In 2012, MADC awarded Williams Creative Leader of the Year, a title he was proud but humble to receive: “To be recognised by your local industry is cool but personal recognition such as this only exists because of the many amazing people at Leo Burnett that help to make it possible.”
Last year he was also invited on the jury of the first ever Cannes Chimera mentor panel for the Bill & Melinda Gates Foundation, an organisation with over 1,100 people working to develop vaccinations for Polio and AIDS, agriculture, poverty (15 per cent of people in the world live in extreme poverty) and family planning.
So what is the Cannes Chimera? It is an initiative by the Cannes Lions International Festival of Creativity and the Bill & Melinda Gates Foundation that aims to use the creative power of communication professionals around the world to do good.

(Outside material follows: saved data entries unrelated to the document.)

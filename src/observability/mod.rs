//! Observability subsystem.
//!
//! # Data Flow
//! ```text
//! All subsystems produce:
//!     → logging.rs (structured log events via tracing)
//!     → metrics.rs (counters, histograms)
//!
//! Consumers:
//!     → stdout (fmt subscriber)
//!     → Metrics endpoint (Prometheus scrape)
//! ```
//!
//! # Design Decisions
//! - Request ID is attached to every per-request log event
//! - Metrics are cheap (atomic increments)

pub mod logging;
pub mod metrics;
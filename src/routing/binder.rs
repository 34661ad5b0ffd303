//! Argument binding.
//!
//! # Data Flow
//! ```text
//! raw Args (string → string, positional _genkey_<n>)
//!     → normalize (shortcut mode, #{...} expressions, @bean refs)
//!     → Properties (field → JSON value)
//!     → bind onto new_config() by field name (prefix, relaxed names)
//!     → coerce by declared FieldKind, deserialize, validate
//!     → typed config
//! ```
//!
//! # Design Decisions
//! - Gather modes only consume positional arguments; named ones bind by name
//! - Unknown fields are errors, never ignored
//! - Field names are matched relaxed: `stripParts`, `strip-parts` and
//!   `strip_parts` all bind `strip_parts`

use std::collections::HashMap;

use serde::de::DeserializeOwned;
use serde::Serialize;
use serde_json::{Number, Value};
use thiserror::Error;

use crate::routing::definition::{is_generated_key, Args, GENERATED_KEY_PREFIX};
use crate::routing::factory::{FieldKind, ShortcutSpec, ShortcutType, Validate};

/// Normalized arguments keyed by config field name.
pub type Properties = serde_json::Map<String, Value>;

/// Errors raised while normalizing or binding arguments.
#[derive(Debug, Clone, PartialEq, Error)]
pub enum BindError {
    #[error("unknown field '{0}'")]
    UnknownField(String),

    #[error("field '{field}' expects {expected:?}, got '{value}'")]
    TypeMismatch {
        field: String,
        expected: FieldKind,
        value: String,
    },

    #[error("shortcut binding failed: {0}")]
    Shortcut(String),

    #[error("unable to evaluate expression '{0}'")]
    Expression(String),

    #[error("no bean named '{0}'")]
    UnknownBean(String),

    #[error("config is not a record")]
    NotARecord,

    #[error("unable to bind config: {0}")]
    Deserialize(String),

    #[error("validation failed: {0}")]
    Invalid(String),
}

/// Resolves `@name` references inside `#{...}` expressions.
pub trait BeanResolver: Send + Sync {
    fn resolve(&self, name: &str) -> Option<Value>;
}

impl BeanResolver for HashMap<String, Value> {
    fn resolve(&self, name: &str) -> Option<Value> {
        self.get(name).cloned()
    }
}

/// Resolver with no beans.
#[derive(Debug, Default, Clone, Copy)]
pub struct NoBeans;

impl BeanResolver for NoBeans {
    fn resolve(&self, _name: &str) -> Option<Value> {
        None
    }
}

/// Evaluate a raw argument value, expanding `#{...}` expressions.
pub fn resolve_value(raw: &str, beans: &dyn BeanResolver) -> Result<Value, BindError> {
    let trimmed = raw.trim();
    let expr = match trimmed
        .strip_prefix("#{")
        .and_then(|rest| rest.strip_suffix('}'))
    {
        Some(expr) => expr.trim(),
        None => return Ok(Value::String(raw.to_string())),
    };

    if let Some(name) = expr.strip_prefix('@') {
        return beans
            .resolve(name.trim())
            .ok_or_else(|| BindError::UnknownBean(name.trim().to_string()));
    }
    if let Some(literal) = expr
        .strip_prefix('\'')
        .and_then(|rest| rest.strip_suffix('\''))
    {
        return Ok(Value::String(literal.to_string()));
    }
    match expr {
        "true" => return Ok(Value::Bool(true)),
        "false" => return Ok(Value::Bool(false)),
        _ => {}
    }
    if let Ok(i) = expr.parse::<i64>() {
        return Ok(Value::Number(i.into()));
    }
    if let Some(n) = expr.parse::<f64>().ok().and_then(Number::from_f64) {
        return Ok(Value::Number(n));
    }
    Err(BindError::Expression(trimmed.to_string()))
}

fn positional_index(key: &str) -> Result<usize, BindError> {
    key[GENERATED_KEY_PREFIX.len()..]
        .parse()
        .map_err(|_| BindError::Shortcut(format!("malformed positional key '{}'", key)))
}

fn is_flag(value: &str) -> bool {
    value.eq_ignore_ascii_case("true") || value.eq_ignore_ascii_case("false")
}

/// Turn raw declaration arguments into properties keyed by field name.
pub fn normalize(
    args: &Args,
    spec: &ShortcutSpec<'_>,
    beans: &dyn BeanResolver,
) -> Result<Properties, BindError> {
    let mut properties = Properties::new();
    let mut positional = Vec::new();

    for (key, raw) in args.iter() {
        if is_generated_key(key) {
            positional.push((key, raw));
        } else {
            properties.insert(key.to_string(), resolve_value(raw, beans)?);
        }
    }

    if positional.is_empty() {
        return Ok(properties);
    }

    match spec.shortcut_type {
        ShortcutType::Disabled => {
            return Err(BindError::Shortcut(
                "positional arguments are not supported".to_string(),
            ));
        }
        ShortcutType::Default => {
            for (key, raw) in positional {
                let index = positional_index(key)?;
                let field = spec.field_order.get(index).ok_or_else(|| {
                    BindError::Shortcut(format!(
                        "positional argument {} has no field (expected at most {})",
                        index,
                        spec.field_order.len()
                    ))
                })?;
                properties.insert(field.to_string(), resolve_value(raw, beans)?);
            }
        }
        ShortcutType::GatherList => {
            let [field] = spec.field_order else {
                return Err(BindError::Shortcut(
                    "gather list requires exactly one shortcut field".to_string(),
                ));
            };
            let values = positional
                .into_iter()
                .map(|(_, raw)| resolve_value(raw, beans))
                .collect::<Result<Vec<_>, _>>()?;
            properties.insert(field.to_string(), Value::Array(values));
        }
        ShortcutType::GatherListTailFlag => {
            let [list_field, flag_field] = spec.field_order else {
                return Err(BindError::Shortcut(
                    "gather list with tail flag requires exactly two shortcut fields".to_string(),
                ));
            };
            let mut raws: Vec<&str> = positional.into_iter().map(|(_, raw)| raw).collect();
            if raws.last().is_some_and(|last| is_flag(last)) {
                if let Some(flag) = raws.pop() {
                    properties.insert(
                        flag_field.to_string(),
                        Value::Bool(flag.eq_ignore_ascii_case("true")),
                    );
                }
            }
            let values = raws
                .into_iter()
                .map(|raw| resolve_value(raw, beans))
                .collect::<Result<Vec<_>, _>>()?;
            properties.insert(list_field.to_string(), Value::Array(values));
        }
    }

    Ok(properties)
}

/// Convert `stripParts` / `strip-parts` to `strip_parts`.
fn relaxed_name(key: &str) -> String {
    let mut out = String::with_capacity(key.len() + 4);
    for (i, c) in key.chars().enumerate() {
        match c {
            '-' => out.push('_'),
            c if c.is_ascii_uppercase() => {
                if i > 0 && !out.ends_with('_') {
                    out.push('_');
                }
                out.push(c.to_ascii_lowercase());
            }
            c => out.push(c),
        }
    }
    out
}

fn mismatch(field: &str, expected: FieldKind, value: &Value) -> BindError {
    let value = match value {
        Value::String(s) => s.clone(),
        other => other.to_string(),
    };
    BindError::TypeMismatch {
        field: field.to_string(),
        expected,
        value,
    }
}

fn scalar_text(value: &Value) -> Option<String> {
    match value {
        Value::String(s) => Some(s.clone()),
        Value::Number(n) => Some(n.to_string()),
        Value::Bool(b) => Some(b.to_string()),
        _ => None,
    }
}

/// Coerce a property value into the declared field type.
fn coerce(field: &str, kind: FieldKind, value: Value) -> Result<Value, BindError> {
    match kind {
        FieldKind::Str => scalar_text(&value)
            .map(Value::String)
            .ok_or_else(|| mismatch(field, kind, &value)),
        FieldKind::Int => match &value {
            Value::Number(n) if n.is_i64() || n.is_u64() => Ok(value),
            Value::String(s) => s
                .trim()
                .parse::<i64>()
                .map(|i| Value::Number(i.into()))
                .map_err(|_| mismatch(field, kind, &value)),
            _ => Err(mismatch(field, kind, &value)),
        },
        FieldKind::Float => match &value {
            Value::Number(_) => Ok(value),
            Value::String(s) => s
                .trim()
                .parse::<f64>()
                .ok()
                .and_then(Number::from_f64)
                .map(Value::Number)
                .ok_or_else(|| mismatch(field, kind, &value)),
            _ => Err(mismatch(field, kind, &value)),
        },
        FieldKind::Bool => match &value {
            Value::Bool(_) => Ok(value),
            Value::String(s) if is_flag(s.trim()) => {
                Ok(Value::Bool(s.trim().eq_ignore_ascii_case("true")))
            }
            _ => Err(mismatch(field, kind, &value)),
        },
        FieldKind::List => match value {
            Value::Array(items) => items
                .iter()
                .map(|item| {
                    scalar_text(item)
                        .map(Value::String)
                        .ok_or_else(|| mismatch(field, kind, item))
                })
                .collect::<Result<Vec<_>, _>>()
                .map(Value::Array),
            Value::String(s) => Ok(Value::Array(
                s.split(',')
                    .map(str::trim)
                    .filter(|part| !part.is_empty())
                    .map(|part| Value::String(part.to_string()))
                    .collect(),
            )),
            other => Err(mismatch(field, kind, &other)),
        },
    }
}

/// Bind properties onto a fresh config and validate the result.
pub fn bind<C>(config: C, properties: &Properties, spec: &ShortcutSpec<'_>) -> Result<C, BindError>
where
    C: Serialize + DeserializeOwned + Validate,
{
    let mut record = match serde_json::to_value(config) {
        Ok(Value::Object(record)) => record,
        Ok(_) => return Err(BindError::NotARecord),
        Err(e) => return Err(BindError::Deserialize(e.to_string())),
    };

    for (key, value) in properties {
        let key = spec
            .prefix
            .and_then(|prefix| key.strip_prefix(prefix))
            .and_then(|rest| rest.strip_prefix('.'))
            .unwrap_or(key.as_str());
        let name = relaxed_name(key);
        let field = spec
            .schema
            .iter()
            .find(|f| f.name == name)
            .ok_or_else(|| BindError::UnknownField(key.to_string()))?;
        record.insert(name.clone(), coerce(&name, field.kind, value.clone())?);
    }

    let bound: C = serde_json::from_value(Value::Object(record))
        .map_err(|e| BindError::Deserialize(e.to_string()))?;
    bound.validate().map_err(BindError::Invalid)?;
    Ok(bound)
}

The Cannes Chimera offers the ultimate creative brief. Come up with ground breaking communication ideas that will change the conversation about aid and curb cynicism. Research shows that many of us don’t believe aid is working for many reasons: corrupt governments, money not reaching recipients, over saturation of charities and advertising.
A brief is posted periodically and the best ten ideas are then awarded a development grant of $100,000, and the finalists are flown to a special university session to meet with the Cannes Chimera for two days.

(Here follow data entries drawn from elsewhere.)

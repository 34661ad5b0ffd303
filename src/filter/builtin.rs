//! Built-in gateway filter factories.

use async_trait::async_trait;
use axum::http::{uri::PathAndQuery, HeaderName, HeaderValue, Uri};
use serde::{Deserialize, Serialize};
use std::sync::Arc;

use crate::error::GatewayError;
use crate::filter::{BoxFilter, FilterChain, GatewayFilter};
use crate::http::exchange::Exchange;
use crate::routing::factory::{Factory, FieldKind, FieldSpec, GatewayFilterFactory, Validate};
use crate::routing::registry::FactoryRegistry;

/// Register every built-in filter factory.
pub fn register_filters(registry: &mut FactoryRegistry) {
    registry
        .register_filter(AddRequestHeaderGatewayFilterFactory)
        .register_filter(RemoveRequestHeaderGatewayFilterFactory)
        .register_filter(StripPrefixGatewayFilterFactory)
        .register_filter(PrefixPathGatewayFilterFactory);
}

fn validate_header_name(name: &str) -> Result<(), String> {
    HeaderName::from_bytes(name.as_bytes())
        .map(|_| ())
        .map_err(|_| format!("invalid header name '{}'", name))
}

/// Replace the path of `uri`, keeping its query.
fn with_path(uri: &Uri, path: &str) -> Result<Uri, String> {
    let path_and_query = match uri.query() {
        Some(query) => format!("{}?{}", path, query),
        None => path.to_string(),
    };
    let mut parts = uri.clone().into_parts();
    parts.path_and_query = Some(
        PathAndQuery::try_from(path_and_query.as_str()).map_err(|e| e.to_string())?,
    );
    Uri::from_parts(parts).map_err(|e| e.to_string())
}

// --- AddRequestHeader ---

/// Adds a header to the forwarded request, e.g. `AddRequestHeader=X-Gateway, edge`.
#[derive(Debug, Clone, Copy, Default)]
pub struct AddRequestHeaderGatewayFilterFactory;

#[derive(Debug, Clone, Default, Serialize, Deserialize)]
pub struct AddRequestHeaderConfig {
    pub name: String,
    pub value: String,
    /// Explicit chain position; assigned by declaration order when absent.
    pub order: Option<i32>,
}

impl Validate for AddRequestHeaderConfig {
    fn validate(&self) -> Result<(), String> {
        validate_header_name(&self.name)?;
        HeaderValue::from_str(&self.value).map_err(|_| format!("invalid header value for '{}'", self.name))?;
        Ok(())
    }
}

impl Factory for AddRequestHeaderGatewayFilterFactory {
    type Config = AddRequestHeaderConfig;

    fn name(&self) -> &str {
        "AddRequestHeader"
    }

    fn schema(&self) -> &'static [FieldSpec] {
        const SCHEMA: &[FieldSpec] = &[
            FieldSpec::new("name", FieldKind::Str),
            FieldSpec::new("value", FieldKind::Str),
            FieldSpec::new("order", FieldKind::Int),
        ];
        SCHEMA
    }

    fn shortcut_field_order(&self) -> &'static [&'static str] {
        &["name", "value", "order"]
    }
}

impl GatewayFilterFactory for AddRequestHeaderGatewayFilterFactory {
    fn apply(&self, config: AddRequestHeaderConfig) -> BoxFilter {
        Arc::new(AddRequestHeaderFilter {
            name: config.name,
            value: config.value,
            order: config.order,
        })
    }
}

struct AddRequestHeaderFilter {
    name: String,
    value: String,
    order: Option<i32>,
}

#[async_trait]
impl GatewayFilter for AddRequestHeaderFilter {
    async fn filter(&self, exchange: &mut Exchange, chain: FilterChain<'_>) -> Result<(), GatewayError> {
        let name = HeaderName::from_bytes(self.name.as_bytes())
            .map_err(|e| GatewayError::filter(self.name(), e.to_string()))?;
        let value = HeaderValue::from_str(&self.value)
            .map_err(|e| GatewayError::filter(self.name(), e.to_string()))?;
        exchange.headers_mut().append(name, value);
        chain.filter(exchange).await
    }

    fn order(&self) -> Option<i32> {
        self.order
    }

    fn name(&self) -> &str {
        "AddRequestHeader"
    }
}

// --- RemoveRequestHeader ---

/// Removes a header from the forwarded request.
#[derive(Debug, Clone, Copy, Default)]
pub struct RemoveRequestHeaderGatewayFilterFactory;

#[derive(Debug, Clone, Default, Serialize, Deserialize)]
pub struct NameConfig {
    pub name: String,
}

impl Validate for NameConfig {
    fn validate(&self) -> Result<(), String> {
        validate_header_name(&self.name)
    }
}

impl Factory for RemoveRequestHeaderGatewayFilterFactory {
    type Config = NameConfig;

    fn name(&self) -> &str {
        "RemoveRequestHeader"
    }

    fn schema(&self) -> &'static [FieldSpec] {
        const SCHEMA: &[FieldSpec] = &[FieldSpec::new("name", FieldKind::Str)];
        SCHEMA
    }

    fn shortcut_field_order(&self) -> &'static [&'static str] {
        &["name"]
    }
}

impl GatewayFilterFactory for RemoveRequestHeaderGatewayFilterFactory {
    fn apply(&self, config: NameConfig) -> BoxFilter {
        Arc::new(RemoveRequestHeaderFilter { name: config.name })
    }
}

struct RemoveRequestHeaderFilter {
    name: String,
}

#[async_trait]
impl GatewayFilter for RemoveRequestHeaderFilter {
    async fn filter(&self, exchange: &mut Exchange, chain: FilterChain<'_>) -> Result<(), GatewayError> {
        exchange.headers_mut().remove(self.name.as_str());
        chain.filter(exchange).await
    }

    fn name(&self) -> &str {
        "RemoveRequestHeader"
    }
}

// --- StripPrefix ---

/// Drops leading path segments, e.g. `StripPrefix=1` turns `/api/users` into `/users`.
#[derive(Debug, Clone, Copy, Default)]
pub struct StripPrefixGatewayFilterFactory;

#[derive(Debug, Clone, Serialize, Deserialize)]
pub struct StripPrefixConfig {
    pub parts: i64,
}

impl Default for StripPrefixConfig {
    fn default() -> Self {
        Self { parts: 1 }
    }
}

impl Validate for StripPrefixConfig {
    fn validate(&self) -> Result<(), String> {
        if self.parts < 0 {
            return Err("parts must not be negative".to_string());
        }
        Ok(())
    }
}

impl Factory for StripPrefixGatewayFilterFactory {
    type Config = StripPrefixConfig;

    fn name(&self) -> &str {
        "StripPrefix"
    }

    fn schema(&self) -> &'static [FieldSpec] {
        const SCHEMA: &[FieldSpec] = &[FieldSpec::new("parts", FieldKind::Int)];
        SCHEMA
    }

    fn shortcut_field_order(&self) -> &'static [&'static str] {
        &["parts"]
    }
}

impl GatewayFilterFactory for StripPrefixGatewayFilterFactory {
    fn apply(&self, config: StripPrefixConfig) -> BoxFilter {
        Arc::new(StripPrefixFilter {
            parts: usize::try_from(config.parts).unwrap_or(0),
        })
    }
}

struct StripPrefixFilter {
    parts: usize,
}

fn strip_segments(path: &str, parts: usize) -> String {
    let rest: Vec<&str> = path
        .split('/')
        .filter(|s| !s.is_empty())
        .skip(parts)
        .collect();
    let mut stripped = format!("/{}", rest.join("/"));
    if path.ends_with('/') && stripped.len() > 1 {
        stripped.push('/');
    }
    stripped
}

#[async_trait]
impl GatewayFilter for StripPrefixFilter {
    async fn filter(&self, exchange: &mut Exchange, chain: FilterChain<'_>) -> Result<(), GatewayError> {
        let path = strip_segments(exchange.path(), self.parts);
        let uri = with_path(exchange.uri(), &path).map_err(|e| GatewayError::filter(self.name(), e))?;
        exchange.request_mut().uri = uri;
        chain.filter(exchange).await
    }

    fn name(&self) -> &str {
        "StripPrefix"
    }
}

// --- PrefixPath ---

/// Prepends a fixed prefix to the request path, e.g. `PrefixPath=/v1`.
#[derive(Debug, Clone, Copy, Default)]
pub struct PrefixPathGatewayFilterFactory;

#[derive(Debug, Clone, Default, Serialize, Deserialize)]
pub struct PrefixConfig {
    pub prefix: String,
}

impl Validate for PrefixConfig {
    fn validate(&self) -> Result<(), String> {
        if !self.prefix.starts_with('/') {
            return Err(format!("prefix '{}' must start with '/'", self.prefix));
        }
        Ok(())
    }
}

impl Factory for PrefixPathGatewayFilterFactory {
    type Config = PrefixConfig;

    fn name(&self) -> &str {
        "PrefixPath"
    }

    fn schema(&self) -> &'static [FieldSpec] {
        const SCHEMA: &[FieldSpec] = &[FieldSpec::new("prefix", FieldKind::Str)];
        SCHEMA
    }

    fn shortcut_field_order(&self) -> &'static [&'static str] {
        &["prefix"]
    }
}

impl GatewayFilterFactory for PrefixPathGatewayFilterFactory {
    fn apply(&self, config: PrefixConfig) -> BoxFilter {
        Arc::new(PrefixPathFilter {
            prefix: config.prefix.trim_end_matches('/').to_string(),
        })
    }
}

struct PrefixPathFilter {
    prefix: String,
}

#[async_trait]
impl GatewayFilter for PrefixPathFilter {
    async fn filter(&self, exchange: &mut Exchange, chain: FilterChain<'_>) -> Result<(), GatewayError> {
        let path = format!("{}{}", self.prefix, exchange.path());
        let uri = with_path(exchange.uri(), &path).map_err(|e| GatewayError::filter(self.name(), e))?;
        exchange.request_mut().uri = uri;
        chain.filter(exchange).await
    }

    fn name(&self) -> &str {
        "PrefixPath"
    }
}

#[cfg(test)]
mod tests {
    use super::*;
    use crate::filter::Handler;
    use crate::routing::binder::{normalize, NoBeans};
    use crate::routing::definition::FilterDefinition;
    use crate::routing::factory::FilterFactoryEntry;
    use axum::body::Body;
    use axum::http::Request;

    struct Sink;

    #[async_trait]
    impl Handler for Sink {
        async fn handle(&self, _exchange: &mut Exchange) -> Result<(), GatewayError> {
            Ok(())
        }
    }

    fn build(text: &str) -> BoxFilter {
        let mut registry = FactoryRegistry::new();
        register_filters(&mut registry);
        let def: FilterDefinition = text.parse().unwrap();
        let factory = registry.filter(&def.name).unwrap();
        let props = normalize(&def.args, &factory.shortcut(), &NoBeans).unwrap();
        factory.build(&props).unwrap()
    }

    async fn run(filter: BoxFilter, uri: &str) -> Exchange {
        let mut ex = Exchange::new(
            Request::builder()
                .uri(uri)
                .header("x-secret", "1")
                .body(Body::empty())
                .unwrap(),
        );
        let filters = [filter];
        FilterChain::new(&filters, &Sink).filter(&mut ex).await.unwrap();
        ex
    }

    #[tokio::test]
    async fn test_add_request_header() {
        let filter = build("AddRequestHeader=X-Gateway, edge, 5");
        assert_eq!(filter.order(), Some(5));
        let ex = run(filter, "/a").await;
        assert_eq!(ex.headers()["x-gateway"], "edge");

        assert_eq!(build("AddRequestHeader=X-Gateway, edge").order(), None);
    }

    #[tokio::test]
    async fn test_remove_request_header() {
        let ex = run(build("RemoveRequestHeader=X-Secret"), "/a").await;
        assert!(ex.headers().get("x-secret").is_none());
    }

    #[tokio::test]
    async fn test_strip_prefix_keeps_query() {
        let ex = run(build("StripPrefix=2"), "/api/v1/users?page=2").await;
        assert_eq!(ex.uri().path(), "/users");
        assert_eq!(ex.uri().query(), Some("page=2"));

        let ex = run(build("StripPrefix=3"), "/a/b").await;
        assert_eq!(ex.path(), "/");
    }

    #[tokio::test]
    async fn test_prefix_path() {
        let ex = run(build("PrefixPath=/v1/"), "/users").await;
        assert_eq!(ex.path(), "/v1/users");
    }

    #[test]
    fn test_invalid_config_rejected() {
        let mut registry = FactoryRegistry::new();
        register_filters(&mut registry);
        let def: FilterDefinition = "PrefixPath=v1".parse().unwrap();
        let factory = registry.filter(&def.name).unwrap();
        let props = normalize(&def.args, &factory.shortcut(), &NoBeans).unwrap();
        assert!(factory.build(&props).is_err());
    }
}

The Chimera’s role is to work with the finalists to make their ideas better. After this process, the finalists have the opportunity to go back to the Gates Foundation and apply for $1,000,000 to make their idea a reality. “To sit on The Chimera you need to have won a Cannes Lion Grand Prix. I am fortunate to have done that,” Williams explained.
“I’ve been involved for a few years now and recently returned from my second Chimera workshop in Seattle. It’s two intense days working alongside an inspiring ‘super group’ of global creative leaders. We work closely with the entrants to improve their submissions, with the aim that they get through to the next level of funding.”
He says judging ideas of such global scale is incredibly difficult and over the past three Chimeras’ the jury has been improving the judging process to be more precise.
“We need to ensure the best submissions make the workshop in Seattle, and out of a thousands entrants each year, only five will make it through. This means the chances of ultimate success (obtaining funding) are incredibly tough. The ‘chosen ideas’ need to be so foolproof that they almost guarantee success, and we can all appreciate how rare it is to crack the Holy Grail! The quest continues.”
With finely tuned experience judging work from all over the world, when it comes to recognising the work of YGA entrants Williams says innovation and entrepreneurialism rise to the top.
“What excites me most are effective, business-changing ideas.” (This year’s YGA winners have been announced. Check out the line up of future thinking at: http://ygaward.com/yga-2014)
Over at Leo Burnett Melbourne, Williams says the agency has seen great results with #SPCSunday, Slurpee Xpandinator and Honda HR-V of late.
“Our clients are incredibly open-minded and brave. They respond to our entrepreneurial spirit, which drives our high standard of creativity and commitment to innovation.”
Working closely with Leo Burnett Melbourne general manager Patrick Rowe and CEO Melinda Geertz, Williams says the executive team prides themselves on collaboration: “In my eyes, it’s the only way to foster the creative process. We have a strong respect for each other’s thinking and encourage our teams to take risks.”
When it comes to seeing YGA come to life and prosper he also credits industry collaboration as playing a key role. “Over the journey we’ve had so many amazing people help us, from our incredible jury chairs to a variety of industry companies that support us. YGA is a labour of love and our roles outside of the show are very demanding, so our families are the most amazing supporters of all.”